Very interesting information here. The Rime of the Ancient Mariner has always been a favourite of mine though the references to slavery are new to me. I’m disturbed that he became in favour of slavery…..
All the best to you.
Reblogged this on Attempts at Self-Autonomy.
He sounds fascinating, and how romantic – “the last person to have read everything”! I am a little jealous of that
Thanks for this… I’ve been enamoured with ST Coleridge forever, but learned something new here — didn’t know he coined the phrase ‘suspension of disbelief’.
We aim to please! Thanks for the comment, Helena – much appreciated…
Hi from Argentina. As regards the person from Porlock that interrupts Coleridge’s writing in the poem Kubla Khan, it is also possible that he represents the obligations of the real world interrupting a moment of creative work.
An interesting post. I love Kubla Khan and The Rime of the Ancient Mariner, but unfamiliar with any of Coleridge’s other work. Look forward to reading more of your posts.
Surprising? You weren’t kidding! I love The Rime of the Ancient Mariner!
Thanks! We aim to please!
I always learn so much in your posts. Very interesting how you write about things too. Really cool!
Thanks so much for the lovely comment!
This took me back to my college days, days of yore I might add. As an English Literature major, Coleridge was one of my favorite English poets. Of his works, The Rime of the Ancient Mariner and Kubla Khan were most engaging. I love the cadence of each, as well as the delicate balance of story telling, though which is in the form of poetry, borders on prose.

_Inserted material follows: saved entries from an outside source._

use super::*;

fn roster() -> Roster {
    Roster::from_json_str(
        r#"[
            {"name":"Pika","id":"p1"},
            {"name":"ライチュウ","id":26},
            {"name":"リザードン","id":"charizard"}
        ]"#,
    )
    .unwrap()
}

fn row(name: &str, move_type: &str, category: &str, power: &str, targets: &str) -> Row {
    Row::from_pairs(&[
        ("わざ名", name),
        ("タイプ", move_type),
        ("ぶんるい", category),
        ("いりょく", power),
        ("配布対象", targets),
    ])
}

fn transform(row: &Row) -> RowOutcome {
    let roster = roster();
    let columns = ColumnLabels::default();
    Converter::new(&roster, &columns).transform(row)
}

#[test]
fn thunderbolt_round_trip() {
    let outcome = transform(&row("Thunderbolt", "でんき", "特殊", "90", "Pika"));
    let record = outcome.record().unwrap();
    assert_eq!(
        serde_json::to_string(record).unwrap(),
        r#"{"id":"Thunderbolt","name":"Thunderbolt","type":"electric","category":"special","power":90,"targets":["p1"]}"#
    );
    assert!(outcome.diagnostics().is_empty());
}

#[test]
fn unknown_target_is_dropped_with_diagnostic() {
    let outcome = transform(&row("Thunderbolt", "でんき", "特殊", "90", "Mewtwo99"));
    let record = outcome.record().unwrap();
    assert!(record.targets.is_empty());

    let diags = outcome.diagnostics();
    assert_eq!(diags.len(), 1);
    assert!(diags[0].contains("Mewtwo99"));
    assert!(diags[0].contains("Thunderbolt"));
}

#[test]
fn targets_keep_order_and_duplicates() {
    let outcome = transform(&row(
        "かみなり",
        "でんき",
        "特殊",
        "110",
        "ライチュウ、 Pika、\nだれか、\tライチュウ、、",
    ));
    let RowOutcome::Emit { record, unresolved } = outcome else {
        panic!("expected a record");
    };
    assert_eq!(
        record.targets,
        vec![EntityId::from(26), EntityId::from("p1"), EntityId::from(26)]
    );
    assert_eq!(unresolved, vec!["だれか".to_string()]);
}

#[test]
fn blank_name_is_skipped_silently() {
    let outcome = transform(&row("", "でんき", "特殊", "90", "Pika"));
    assert_eq!(outcome, RowOutcome::Skip(SkipReason::Blank));
    assert!(outcome.diagnostics().is_empty());

    let missing = Row::from_pairs(&[("タイプ", "でんき")]);
    assert_eq!(transform(&missing), RowOutcome::Skip(SkipReason::Blank));
}

#[test]
fn legacy_not_implemented_is_skipped_silently() {
    let legacy = Row::from_pairs(&[
        ("実装済み？", "未"),
        ("わざ名", "たいあたり"),
        ("タイプ", "ノーマル"),
        ("ぶんるい", "物理"),
        ("いりょく", "40"),
        ("配布対象", ""),
    ]);
    let outcome = transform(&legacy);
    assert!(matches!(outcome, RowOutcome::Skip(SkipReason::NotImplemented { .. })));
    assert!(outcome.diagnostics().is_empty());

    let implemented = Row::from_pairs(&[
        ("実装済み？", "済"),
        ("わざ名", "たいあたり"),
        ("タイプ", "ノーマル"),
        ("ぶんるい", "物理"),
        ("いりょく", "40"),
        ("配布対象", ""),
    ]);
    assert!(transform(&implemented).record().is_some());
}

#[test]
fn unknown_type_reports_move_and_label() {
    let outcome = transform(&row("シャドーボール", "ゴースト?", "特殊", "80", ""));
    assert_eq!(
        outcome,
        RowOutcome::Skip(SkipReason::UnknownType {
            name: "シャドーボール".to_string(),
            label: "ゴースト?".to_string(),
        })
    );
    let diags = outcome.diagnostics();
    assert_eq!(diags.len(), 1);
    assert!(diags[0].contains("シャドーボール"));
    assert!(diags[0].contains("ゴースト?"));
}

#[test]
fn unknown_category_reports_move_and_label() {
    let outcome = transform(&row("なみのり", "みず", "ぶつり", "90", ""));
    let diags = outcome.diagnostics();
    assert!(matches!(outcome, RowOutcome::Skip(SkipReason::UnknownCategory { .. })));
    assert_eq!(diags.len(), 1);
    assert!(diags[0].contains("なみのり"));
    assert!(diags[0].contains("ぶつり"));
}

#[test]
fn type_is_checked_before_category() {
    let outcome = transform(&row("なにか", "???", "???", "90", ""));
    assert!(matches!(outcome, RowOutcome::Skip(SkipReason::UnknownType { .. })));
    assert_eq!(outcome.diagnostics().len(), 1);
}

#[test]
fn status_moves_are_skipped_silently() {
    let outcome = transform(&row("でんじは", "でんき", "変化", "-", "Pika"));
    assert_eq!(
        outcome,
        RowOutcome::Skip(SkipReason::Status {
            name: "でんじは".to_string()
        })
    );
    assert!(outcome.diagnostics().is_empty());
}

#[test]
fn moves_without_power_are_skipped_silently() {
    for power in ["", "-", "0", "-20"] {
        let outcome = transform(&row("カウンター", "かくとう", "物理", power, ""));
        assert!(
            matches!(outcome, RowOutcome::Skip(SkipReason::NoPower { .. })),
            "power {power:?}"
        );
        assert!(outcome.diagnostics().is_empty());
    }

    let missing = Row::from_pairs(&[("わざ名", "カウンター"), ("タイプ", "かくとう"), ("ぶんるい", "物理")]);
    assert!(matches!(
        transform(&missing),
        RowOutcome::Skip(SkipReason::NoPower { .. })
    ));
}

#[test]
fn unparseable_power_is_reported_and_skipped() {
    let outcome = transform(&row("れんぞくぎり", "むし", "物理", "40~160", ""));
    assert_eq!(
        outcome,
        RowOutcome::Skip(SkipReason::InvalidPower {
            name: "れんぞくぎり".to_string(),
            raw: "40~160".to_string(),
        })
    );
    let diags = outcome.diagnostics();
    assert_eq!(diags.len(), 1);
    assert!(diags[0].contains("40~160"));
}

#[test]
fn padded_power_parses() {
    let outcome = transform(&row("たいあたり", "ノーマル", "物理", " 40 ", ""));
    assert_eq!(outcome.record().unwrap().power, 40);
}

#[test]
fn parse_power_cases() {
    assert_eq!(parse_power(None), Ok(None));
    assert_eq!(parse_power(Some("")), Ok(None));
    assert_eq!(parse_power(Some("-")), Ok(None));
    assert_eq!(parse_power(Some("120")), Ok(Some(120)));
    assert_eq!(parse_power(Some("+5")), Ok(Some(5)));
    assert!(parse_power(Some("abc")).is_err());
    assert!(parse_power(Some(" - ")).is_err());
    assert_eq!(parse_power(Some("９０")), Ok(Some(90)));
    assert_eq!(parse_power(Some("\u{3000}１２０\u{3000}")), Ok(Some(120)));
    assert!(parse_power(Some("９O")).is_err());
}

#[test]
fn full_width_power_parses() {
    let outcome = transform(&row("Thunderbolt", "でんき", "特殊", "９０", "Pika"));
    let record = outcome.record().unwrap();
    assert_eq!(record.power, 90);
    assert!(outcome.diagnostics().is_empty());
}

#[test]
fn power_beyond_u32_is_reported() {
    let raw = (u64::from(u32::MAX) + 1).to_string();
    let outcome = transform(&row("はかいこうせん", "ノーマル", "特殊", &raw, ""));
    assert_eq!(
        outcome,
        RowOutcome::Skip(SkipReason::InvalidPower {
            name: "はかいこうせん".to_string(),
            raw,
        })
    );
    assert_eq!(outcome.diagnostics().len(), 1);
}

#[test]
fn split_targets_strips_whitespace() {
    assert_eq!(
        split_targets(" ピカ チュウ、\nライチュウ\t、"),
        vec!["ピカチュウ".to_string(), "ライチュウ".to_string()]
    );
    assert!(split_targets("").is_empty());
    assert!(split_targets("、 、\n").is_empty());
}

#[test]
fn custom_columns_are_honoured() {
    let roster = roster();
    let columns = ColumnLabels {
        name: "move".to_string(),
        move_type: "type".to_string(),
        category: "class".to_string(),
        power: "bp".to_string(),
        targets: "learners".to_string(),
        implemented: "done".to_string(),
    };
    let row = Row::from_pairs(&[
        ("move", "Flamethrower"),
        ("type", "ほのお"),
        ("class", "特殊"),
        ("bp", "90"),
        ("learners", "リザードン"),
    ]);
    let outcome = Converter::new(&roster, &columns).transform(&row);
    let record = outcome.record().unwrap();
    assert_eq!(record.move_type, MoveType::Fire);
    assert_eq!(record.targets, vec![EntityId::from("charizard")]);
}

I suppose because I absolutely adore writing, I find his work captivating, and never tire of reading and rereading it. Your posts is a bit of fine writing as well, and I appreciate the time you took to visit our site. Shall come back this way often. ~ Ayanna Nahmias
Thanks Ayanna, much appreciated! Glad you liked the post, and I couldn’t agree more about Coleridge. I’ve got a soft spot for ‘Frost at Midnight’ myself…

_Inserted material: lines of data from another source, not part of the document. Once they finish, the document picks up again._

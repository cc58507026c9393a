use serde::{Deserialize, Serialize};

/// Damage category of a move.
#[derive(Debug, Clone, Copy, PartialEq, Eq, Hash, Serialize, Deserialize)]
#[serde(rename_all = "lowercase")]
pub enum MoveCategory {
    Physical,
    Special,
    /// Non-damaging. Never written to the output.
    Status,
}

const ALL_CATEGORIES: &[MoveCategory] = &[
    MoveCategory::Physical,
    MoveCategory::Special,
    MoveCategory::Status,
];

impl MoveCategory {
    pub fn code(&self) -> &'static str {
        match self {
            Self::Physical => "physical",
            Self::Special => "special",
            Self::Status => "status",
        }
    }

    /// Label used in the spreadsheet's category column.
    pub fn label(&self) -> &'static str {
        match self {
            Self::Physical => "物理",
            Self::Special => "特殊",
            Self::Status => "変化",
        }
    }

    pub fn from_label(label: &str) -> Option<Self> {
        ALL_CATEGORIES.iter().copied().find(|c| c.label() == label)
    }

    /// Whether moves of this category deal direct damage.
    pub fn is_damaging(&self) -> bool {
        !matches!(self, Self::Status)
    }

    pub fn all() -> &'static [MoveCategory] {
        ALL_CATEGORIES
    }
}

impl std::fmt::Display for MoveCategory {
    fn fmt(&self, f: &mut std::fmt::Formatter<'_>) -> std::fmt::Result {
        write!(f, "{}", self.code())
    }
}
//! PQC Signature Benchmarks
//!
//! Timing harness for post-quantum signature schemes. Each target runs a
//! fixed number of keypair generations, signatures and verifications and
//! reports the mean time per operation; the results are written as the
//! `results.csv` table that `pqc-chart` renders.
//!
//! This crate provides:
//! - `BenchmarkResult` with per-operation timings
//! - `BenchTarget` trait for benchmark adapters
//! - `run_all_benchmarks()` entrypoint returning `Vec<BenchmarkResult>`
//! - Adapters for Dilithium and Falcon via PQClean

pub mod adapters;
pub mod benchmarks;

pub use adapters::{all_targets, BenchTarget};
pub use benchmarks::{run_all_benchmarks, BenchmarkResult};
//! Benchmark Result Definition
//!
//! A `BenchmarkResult` carries the mean keygen/sign/verify times of one
//! target, or the error that stopped it.

use chrono::{DateTime, Utc};
use pqc_chart::BenchmarkRecord;
use serde::{Deserialize, Serialize};

/// Mean time per operation, in milliseconds.
#[derive(Debug, Clone, Copy, PartialEq, Serialize, Deserialize)]
pub struct Timings {
    /// Mean keypair generation time
    pub keygen_ms: f64,
    /// Mean signing time
    pub sign_ms: f64,
    /// Mean verification time
    pub verify_ms: f64,
}

/// Outcome of one benchmark target.
///
/// # Fields
///
/// * `target_id` - Label of the target; becomes the chart category
/// * `scheme` - Algorithm benchmarked under that label
/// * `iterations` - Operations timed per phase
/// * `timings` - Mean timings, `None` if the run failed
/// * `error` - Failure description, if any
/// * `timestamp` - UTC time the result was recorded
#[derive(Debug, Clone, Serialize, Deserialize)]
pub struct BenchmarkResult {
    /// Label of the benchmark target
    pub target_id: String,

    /// Algorithm name
    pub scheme: String,

    /// Operations timed per phase
    pub iterations: usize,

    /// Mean timings
    #[serde(skip_serializing_if = "Option::is_none", default)]
    pub timings: Option<Timings>,

    /// Error message if the run failed
    #[serde(skip_serializing_if = "Option::is_none", default)]
    pub error: Option<String>,

    /// UTC timestamp when the benchmark finished
    pub timestamp: DateTime<Utc>,
}

impl BenchmarkResult {
    /// Create a successful result with the current timestamp.
    ///
    /// # Example
    ///
    /// ```rust
    /// use pqc_benchmarks::benchmarks::result::{BenchmarkResult, Timings};
    ///
    /// let result = BenchmarkResult::new(
    ///     "Dilithium_II",
    ///     "Dilithium2",
    ///     100,
    ///     Timings { keygen_ms: 0.041, sign_ms: 0.109, verify_ms: 0.040 },
    /// );
    /// assert!(result.is_success());
    /// ```
    pub fn new(
        target_id: impl Into<String>,
        scheme: impl Into<String>,
        iterations: usize,
        timings: Timings,
    ) -> Self {
        Self {
            target_id: target_id.into(),
            scheme: scheme.into(),
            iterations,
            timings: Some(timings),
            error: None,
            timestamp: Utc::now(),
        }
    }

    /// Replace the timestamp.
    ///
    /// Useful for testing or when replaying historical benchmark data.
    pub fn with_timestamp(mut self, timestamp: DateTime<Utc>) -> Self {
        self.timestamp = timestamp;
        self
    }

    /// Create a failed benchmark result.
    pub fn failed(
        target_id: impl Into<String>,
        scheme: impl Into<String>,
        error: impl Into<String>,
    ) -> Self {
        Self {
            target_id: target_id.into(),
            scheme: scheme.into(),
            iterations: 0,
            timings: None,
            error: Some(error.into()),
            timestamp: Utc::now(),
        }
    }

    /// Check if the benchmark succeeded.
    pub fn is_success(&self) -> bool {
        self.error.is_none() && self.timings.is_some()
    }

    /// Table row for the chart, if the run succeeded.
    pub fn to_record(&self) -> Option<BenchmarkRecord> {
        if !self.is_success() {
            return None;
        }
        self.timings.map(|t| {
            BenchmarkRecord::new(&self.target_id, t.keygen_ms, t.sign_ms, t.verify_ms)
                .with_scheme(&self.scheme)
        })
    }
}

This morning, I listened to Richard Burton’s excellent reading of “The Rime of the Ancient Mariner” on YouTube. The melodic lines are still resonating in my mind.
I have wanted to read Ben Jonson’s The Alchemist for years. Perhaps Coleridge’s recommendation will provoke me to set aside a few hours for the renowned satire.
I’m going to check out that Richard Burton recording tomorrow. Thanks for the recommendation!
New to your blog. Thank you for the enlightenment. Like returning to a Survey of English Literature course. As an undergrad English major back in the day (1960’s) I could have used more of this kind of stuff. Samuel Taylor’s was not my favorite poetry but sadly today’s students in the States rarely have to give it a glance.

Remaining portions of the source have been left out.